Depuis plusieurs semaines, la Banque de la République d’Haïti est revenue sur le banc des accusés. Dans les medias ou sur les réseaux sociaux, certains reprochent à la BRH d’avoir créé un déséquilibre sur le marché des changes à travers la circulaire 114.2 qui exige que les maisons paient les transferts en gourdes et au taux de référence de la Banque Centrale.
Pour démontrer la faiblesse de cette mesure, l’économiste Fritz Jean par exemple est allé jusqu’à comptabiliser la perte sèche des bénéficiaires de transfert par mois qu’il évalue à 4 milliards de gourdes à cause des 15 gourdes de différence qu’il affirme relever entre le taux de référence et les taux réels appliqués sur le marché.

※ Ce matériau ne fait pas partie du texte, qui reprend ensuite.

//! Kademlia routing table
//!
//! Buckets are kept in a flat vector ordered by prefix. The root bucket
//! covers the whole key space; a full bucket splits into its two halves when
//! it holds the local id, when its depth is not a multiple of `b`, or when it
//! lies inside the smallest subtree holding the `k` closest contacts to the
//! local id. Otherwise a newcomer waits in the bucket's replacement cache
//! until a member fails past its threshold.

mod bucket;

pub use bucket::{Bucket, RoutedContact};

use crate::config::DhtConfig;
use crate::contact::Contact;
use crate::node_id::NodeId;
use std::collections::HashSet;
use std::fmt::Write as _;
use std::time::{Duration, Instant};

/// Routing parameters, usually derived from [`DhtConfig`]
#[derive(Debug, Clone)]
pub struct RoutingConfig {
    /// Bucket capacity
    pub k: usize,
    /// Split depth granularity
    pub b: usize,
    /// Replacement cache size while awake
    pub max_replacements: usize,
    /// Failure threshold for contacts that answered before
    pub max_fails_live: u32,
    /// Failure threshold for never-answered contacts
    pub max_fails_unknown: u32,
    /// Untouched buckets are refreshed after this long
    pub refresh_interval: Duration,
    /// Silence after which a contact becomes a ping candidate
    pub ping_stale_after: Duration,
}

impl From<&DhtConfig> for RoutingConfig {
    fn from(config: &DhtConfig) -> Self {
        Self {
            k: config.k,
            b: config.b,
            max_replacements: config.max_replacements,
            max_fails_live: config.max_fails_live,
            max_fails_unknown: config.max_fails_unknown,
            refresh_interval: config.bucket_refresh_interval(),
            ping_stale_after: config.ping_stale_after(),
        }
    }
}

impl Default for RoutingConfig {
    fn default() -> Self {
        Self::from(&DhtConfig::default())
    }
}

/// Result of [`RoutingTable::contact_seen`]
#[derive(Debug, Clone, Copy, PartialEq, Eq)]
pub enum SeenOutcome {
    /// Admitted into a bucket
    Added,
    /// Already known; liveness refreshed
    Updated,
    /// Known id with a new instance id; contact replaced and counters reset
    Restarted,
    /// Bucket full and not splittable; kept in the replacement cache
    Cached,
    /// Local id or unsupported protocol version
    Ignored,
}

/// Result of [`RoutingTable::contact_failed`]
#[derive(Debug, Clone, PartialEq, Eq)]
pub enum FailOutcome {
    /// Not a bucket member
    Unknown,
    /// Failure counted, still below threshold
    Counted(u32),
    /// Threshold reached; evicted and possibly replaced
    Evicted {
        /// Replacement promoted into the freed slot
        promoted: Option<Contact>,
    },
}

/// The routing table
#[derive(Debug)]
pub struct RoutingTable {
    local_id: NodeId,
    config: RoutingConfig,
    buckets: Vec<Bucket>,
    sleeping: bool,
    imported: HashSet<NodeId>,
}

impl RoutingTable {
    /// Create an empty table around `local_id`
    #[must_use]
    pub fn new(local_id: NodeId, config: RoutingConfig) -> Self {
        Self {
            local_id,
            config,
            buckets: vec![Bucket::root(Instant::now())],
            sleeping: false,
            imported: HashSet::new(),
        }
    }

    /// Local node id
    #[must_use]
    pub fn local_id(&self) -> &NodeId {
        &self.local_id
    }

    /// Routing parameters
    #[must_use]
    pub fn config(&self) -> &RoutingConfig {
        &self.config
    }

    /// All buckets, ordered by prefix
    #[must_use]
    pub fn buckets(&self) -> &[Bucket] {
        &self.buckets
    }

    /// Number of admitted contacts
    #[must_use]
    pub fn len(&self) -> usize {
        self.buckets.iter().map(|b| b.contacts.len()).sum()
    }

    /// Whether no contact is admitted
    #[must_use]
    pub fn is_empty(&self) -> bool {
        self.buckets.iter().all(|b| b.contacts.is_empty())
    }

    fn bucket_index(&self, id: &NodeId) -> usize {
        // The buckets partition the key space, so exactly one covers `id`
        self.buckets
            .iter()
            .position(|b| b.covers(id))
            .unwrap_or_default()
    }

    fn replacement_limit(&self) -> usize {
        if self.sleeping {
            self.config.max_replacements.min(1)
        } else {
            self.config.max_replacements
        }
    }

    /// Record that `contact` is known to exist.
    ///
    /// `alive` is true when the contact talked to us directly and false when
    /// we only learned about it from a third party.
    pub fn contact_seen(&mut self, contact: Contact, alive: bool) -> SeenOutcome {
        if contact.id == self.local_id || !contact.is_supported() {
            return SeenOutcome::Ignored;
        }
        let now = Instant::now();
        let idx = self.bucket_index(&contact.id);

        {
            let bucket = &mut self.buckets[idx];
            if let Some(pos) = bucket.position(&contact.id) {
                if alive {
                    bucket.last_touched = now;
                }
                let entry = &mut bucket.contacts[pos];
                return refresh_entry(entry, contact, alive, now);
            }

            if let Some(pos) = bucket.replacement_position(&contact.id) {
                if let Some(mut entry) = bucket.replacements.remove(pos) {
                    refresh_entry(&mut entry, contact, alive, now);
                    if bucket.contacts.len() < self.config.k {
                        bucket.contacts.push(entry);
                        return SeenOutcome::Added;
                    }
                    bucket.replacements.push_front(entry);
                }
                return SeenOutcome::Cached;
            }
        }

        let mut idx = idx;
        loop {
            if self.buckets[idx].contacts.len() < self.config.k {
                let bucket = &mut self.buckets[idx];
                if alive {
                    bucket.last_touched = now;
                }
                tracing::trace!("Routing: added {}", contact);
                bucket.contacts.push(RoutedContact::new(contact, alive, now));
                return SeenOutcome::Added;
            }

            if !self.should_split(idx) {
                let limit = self.replacement_limit();
                self.buckets[idx].add_replacement(RoutedContact::new(contact, alive, now), limit);
                return SeenOutcome::Cached;
            }

            let full = self.buckets.remove(idx);
            tracing::trace!(
                "Routing: splitting bucket at depth {} ({} contacts)",
                full.depth,
                full.contacts.len()
            );
            let (left, right) = full.split();
            self.buckets.insert(idx, right);
            self.buckets.insert(idx, left);
            idx = self.bucket_index(&contact.id);
        }
    }

    fn should_split(&self, idx: usize) -> bool {
        let bucket = &self.buckets[idx];
        if bucket.depth >= NodeId::BITS {
            return false;
        }
        if bucket.covers(&self.local_id) || bucket.depth % self.config.b != 0 {
            return true;
        }
        let shared = bucket
            .prefix
            .common_prefix_len(&self.local_id)
            .min(bucket.depth);
        shared >= self.closest_subtree_depth()
    }

    /// Depth of the smallest subtree around the local id that holds the `k`
    /// closest contacts; 0 while fewer than `k` are known
    fn closest_subtree_depth(&self) -> usize {
        let closest = self.find_closest(&self.local_id, self.config.k);
        if closest.len() < self.config.k {
            return 0;
        }
        closest
            .last()
            .map_or(0, |c| c.id.common_prefix_len(&self.local_id))
    }

    /// Record a failed RPC to `id`.
    ///
    /// Once the contact reaches its failure threshold it is removed and the
    /// most recent replacement takes its place.
    pub fn contact_failed(&mut self, id: &NodeId) -> FailOutcome {
        let idx = self.bucket_index(id);
        let (max_live, max_unknown) = (self.config.max_fails_live, self.config.max_fails_unknown);
        let bucket = &mut self.buckets[idx];

        if let Some(pos) = bucket.replacement_position(id) {
            bucket.replacements.remove(pos);
            return FailOutcome::Unknown;
        }
        let Some(pos) = bucket.position(id) else {
            return FailOutcome::Unknown;
        };

        let entry = &mut bucket.contacts[pos];
        entry.fails += 1;
        if !entry.is_failed(max_live, max_unknown) {
            return FailOutcome::Counted(entry.fails);
        }

        let evicted = bucket.contacts.swap_remove(pos);
        tracing::debug!("Routing: evicted {} after {} failures", evicted.contact, evicted.fails);

        let next = bucket
            .replacements
            .iter()
            .position(|r| r.alive)
            .or(if bucket.replacements.is_empty() { None } else { Some(0) });
        let promoted = next
            .and_then(|pos| bucket.replacements.remove(pos))
            .map(|entry| {
                let contact = entry.contact.clone();
                bucket.contacts.push(entry);
                contact
            });
        FailOutcome::Evicted { promoted }
    }

    /// Remove a contact outright
    pub fn remove(&mut self, id: &NodeId) -> Option<Contact> {
        let idx = self.bucket_index(id);
        let bucket = &mut self.buckets[idx];
        let pos = bucket.position(id)?;
        Some(bucket.contacts.swap_remove(pos).contact)
    }

    /// Up to `count` contacts sorted by XOR distance to `target`
    #[must_use]
    pub fn find_closest(&self, target: &NodeId, count: usize) -> Vec<Contact> {
        let mut all: Vec<&RoutedContact> = self.entries().collect();
        all.sort_by(|a, b| {
            a.contact
                .id
                .distance(target)
                .cmp(&b.contact.id.distance(target))
                .then_with(|| a.contact.id.cmp(&b.contact.id))
        });
        all.into_iter()
            .take(count)
            .map(|e| e.contact.clone())
            .collect()
    }

    /// Admitted contact with `id`
    #[must_use]
    pub fn contact(&self, id: &NodeId) -> Option<&RoutedContact> {
        let bucket = &self.buckets[self.bucket_index(id)];
        bucket.position(id).map(|pos| &bucket.contacts[pos])
    }

    /// Every admitted entry
    pub fn entries(&self) -> impl Iterator<Item = &RoutedContact> {
        self.buckets.iter().flat_map(|b| b.contacts.iter())
    }

    /// Every admitted contact
    #[must_use]
    pub fn all_contacts(&self) -> Vec<Contact> {
        self.entries().map(|e| e.contact.clone()).collect()
    }

    /// Contacts that have answered us and are below any failure
    #[must_use]
    pub fn live_contacts(&self) -> Vec<Contact> {
        self.entries()
            .filter(|e| e.alive && e.fails == 0)
            .map(|e| e.contact.clone())
            .collect()
    }

    /// The contact most in need of a liveness probe.
    ///
    /// Picks the entry with the most failures; among equals, the one silent
    /// the longest. Entries heard from within the stale interval and without
    /// failures are not candidates.
    #[must_use]
    pub fn contact_to_ping(&self, now: Instant) -> Option<Contact> {
        self.entries()
            .filter(|e| {
                e.fails > 0
                    || !e.alive
                    || now.saturating_duration_since(e.last_seen) >= self.config.ping_stale_after
            })
            .max_by_key(|e| (e.fails, now.saturating_duration_since(e.last_seen)))
            .map(|e| e.contact.clone())
    }

    /// Random targets inside each bucket not touched for the refresh
    /// interval. The buckets are marked touched.
    pub fn refresh_targets(&mut self, now: Instant) -> Vec<NodeId> {
        let interval = self.config.refresh_interval;
        self.buckets
            .iter_mut()
            .filter(|b| now.saturating_duration_since(b.last_touched) >= interval)
            .map(|b| {
                b.last_touched = now;
                b.random_id()
            })
            .collect()
    }

    /// Mark the bucket covering `target` as recently looked up
    pub fn touch(&mut self, target: &NodeId) {
        let idx = self.bucket_index(target);
        self.buckets[idx].last_touched = Instant::now();
    }

    /// Enter or leave sleeping mode; sleeping shrinks replacement caches
    pub fn set_sleeping(&mut self, sleeping: bool) {
        self.sleeping = sleeping;
        let limit = self.replacement_limit();
        for bucket in &mut self.buckets {
            bucket.replacements.truncate(limit);
        }
    }

    /// Whether the table is in sleeping mode
    #[must_use]
    pub fn is_sleeping(&self) -> bool {
        self.sleeping
    }

    /// Remember that `id` came from an imported state snapshot
    pub fn mark_imported(&mut self, id: NodeId) {
        self.imported.insert(id);
    }

    /// Whether `id` came from an imported state snapshot
    #[must_use]
    pub fn was_imported(&self, id: &NodeId) -> bool {
        self.imported.contains(id)
    }

    /// Multi-line diagnostic dump
    #[must_use]
    pub fn describe(&self) -> String {
        let mut out = String::new();
        let _ = writeln!(
            out,
            "routing: local={} buckets={} contacts={}",
            self.local_id,
            self.buckets.len(),
            self.len()
        );
        for bucket in &self.buckets {
            if bucket.contacts.is_empty() && bucket.replacements.is_empty() {
                continue;
            }
            let _ = writeln!(
                out,
                "  [{}/{}] contacts={} replacements={}",
                bucket.prefix,
                bucket.depth,
                bucket.contacts.len(),
                bucket.replacements.len()
            );
            for entry in &bucket.contacts {
                let _ = writeln!(
                    out,
                    "    {} alive={} fails={}",
                    entry.contact, entry.alive, entry.fails
                );
            }
        }
        out
    }
}

fn refresh_entry(entry: &mut RoutedContact, contact: Contact, alive: bool, now: Instant) -> SeenOutcome {
    if contact.instance_id != entry.contact.instance_id && alive {
        tracing::debug!("Routing: {} restarted", contact);
        entry.contact = contact;
        entry.fails = 0;
        entry.alive = true;
        entry.first_alive = Some(now);
        entry.last_seen = now;
        return SeenOutcome::Restarted;
    }

    if alive {
        let token = contact.spoof_token.or(entry.contact.spoof_token);
        entry.contact = Contact {
            spoof_token: token,
            ..contact
        };
        entry.mark_alive(now);
    }
    SeenOutcome::Updated
}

Cependant, la BRH n’entend pas capituler. Si le gouverneur reconnait que la circulaire en question impacte négativement certains agents économiques, il estime toutefois que si ces dispositions n’avaient pas été adoptées, le dollar seraient vendu à 250 gourdes aujourd’hui. Jean Baden Dubois n’écarte pas la possibilité d’ajuster la circulaire, cependant il pense que si les autres acteurs, tels que le ministère du commerce ne jouent pas leur partition, les efforts de la BRH ne seront jamais appréciés à leurs juste valeur.

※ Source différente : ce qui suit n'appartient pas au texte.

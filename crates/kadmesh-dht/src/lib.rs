//! # kadmesh DHT
//!
//! Embeddable Kademlia distributed hash table for peer-to-peer clients.
//!
//! This crate provides:
//! - A self-splitting routing table with replacement caches and liveness
//!   tracking
//! - Iterative FIND_NODE / FIND_VALUE lookups with alpha parallelism
//! - Quorum-based replication, original and cache republish, expiry
//! - Diversification of abused keys and signed key-blocks
//! - Rotating bloom filters for alien-traffic detection
//! - A UDP transport multiplexed by network id, an HTTP bootstrap tunnel
//!   and a deterministic loopback transport for tests
//! - NAT rendezvous publication and UDP hole punching
//! - A lifecycle-aware facade with listeners and a speed tester handle
//!
//! ## Example
//!
//! ```rust,no_run
//! use kadmesh_dht::{Dht, DhtConfig, DhtOptions, ReplicationControl};
//! use kadmesh_transport::MuxRegistry;
//! use std::sync::Arc;
//!
//! # async fn example() -> Result<(), kadmesh_dht::DhtError> {
//! let registry = Arc::new(MuxRegistry::new());
//! let config = DhtConfig {
//!     bootstrap: vec!["198.51.100.7:6881".parse().unwrap()],
//!     ..DhtConfig::default()
//! };
//! let dht = Dht::create(registry, DhtOptions::new(config)).await?;
//!
//! dht.put(b"swarm", b"peer".to_vec(), 0, 8, ReplicationControl::DEFAULT, false).await?;
//! let found = dht.get(b"swarm", 0, false).await?;
//! println!("{} values", found.values.len());
//!
//! dht.destroy().await;
//! # Ok(())
//! # }
//! ```

#![warn(missing_docs)]
#![warn(clippy::all)]

pub mod bloom;
pub mod config;
pub mod contact;
pub mod control;
pub mod db;
pub mod error;
pub mod facade;
pub mod nat;
pub mod node_id;
pub mod routing;
pub mod rpc;
pub mod speed;

pub use config::{DhtConfig, TunnelConfig};
pub use contact::Contact;
pub use control::{ControlStats, DhtControl, GetResult, PutResult};
pub use db::diversify::{Diversification, DiversificationPolicy, DiversificationType, StorageAdapter};
pub use db::key_block::KeyBlock;
pub use db::storage::FileStorageAdapter;
pub use db::value::{ReplicationControl, StoredValue};
pub use error::{DhtError, Result};
pub use facade::{Dht, DhtEvent, DhtListener, DhtOptions, DhtState, DhtStats, ListenerId, RunStateSource};
pub use nat::{NatPuncher, PunchAdapter, PunchError, UdpHolePuncher};
pub use node_id::NodeId;
pub use rpc::{DhtTransport, Priority, RpcError};
pub use speed::SpeedTester;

En effet, selon le gouverneur, l’affichage des prix des produits en gourdes pourrait solutionner le problème. Si les transactions ne se font plus en dollar, personne n’aura besoin d’acheter des devises après avoir reçu un transfert en gourde, c’est la lecture de Jean Baden Dubois.
A entendre le numéro 1 du conseil d’administration de la BRH, la gestion du marché des changes est une patate chaude entre les mains de l’institution qui ne contrôle pas tous les paramètres qui font déraper le taux. Quand le gouvernement dépense au-delà de ses capacités et engendre un déficit qui est financé par la Banque Centrale à hauteur de 35 milliards de gourdes sur les 6 premiers mois de l’exercice, il y a une responsabilité partagée semble dire le gouverneur ; quand les billets verts se font rares à cause de la spéculation négative ou le phénomène de thésaurisation, les marges de manœuvre de la BRH sont limitées affirme-t-il. Un autre facteur dénoncé par Jean Baden Dubois c’est la place de l’importation dans l’économie haïtienne. Le dollar qui entre en Haïti ne reste pas dans le système car il est renvoyé à l’étranger pour payer les études et importer des produits déplore l’économiste.
La gourde a déjà perdu 18 point depuis Octobre 2020. Pour éviter que le taux ne dérape, la BRH, entre autres actions, tente de rendre le dollar disponible et déjà plus de 650 millions ont été injectés sur les 6 premiers mois de l’année fiscale. Si le montant sonne fort, il est plus préoccupant lorsqu’on sait que la moitié a été utilisée pour permettre au gouvernement de pouvoir payer les commandes de carburant. D’octobre à Mars, l’état a dépensé beaucoup plus d’argent pour les produits pétroliers que sur l’ensemble de l’exercice fiscal écoulé, parole du gouverneur. Si aujourd’hui les réserves nettes de changes sont estimées à 500 millions de dollars c’est parce qu’il a fallu mobiliser 257 millions pour les produits pétroliers.
Malgré tout, le gouverneur Jean Baden Dubois se veut rassurant, la BRH dispose encore de munitions. Toutefois, si la production n’est pas renforcée, si l’importation n’est pas mieux contrôlée les impacts de ses efforts seront mitigés regrette celui qui s’est ouvert à la presse jeudi.La banque de la République d’Haïti est au milieu d’une tempête, elle semble perdre la bataille de l’opinion. Alors la BRH a-t-elle réellement créé un désordre sur le marché dont les consommateurs en paient le prix fort actuellement ? Est-ce que la banque des banques est elle-même en train de payer les conséquences de la mauvaise gestion des finances publiques par l’état central ? En tout cas, au-delà du problème de change, la plus grande préoccupation est de savoir si pris dans l’engrenage du quotidien la BRH trouve assez de temps pour agir sur ces missions structurelles.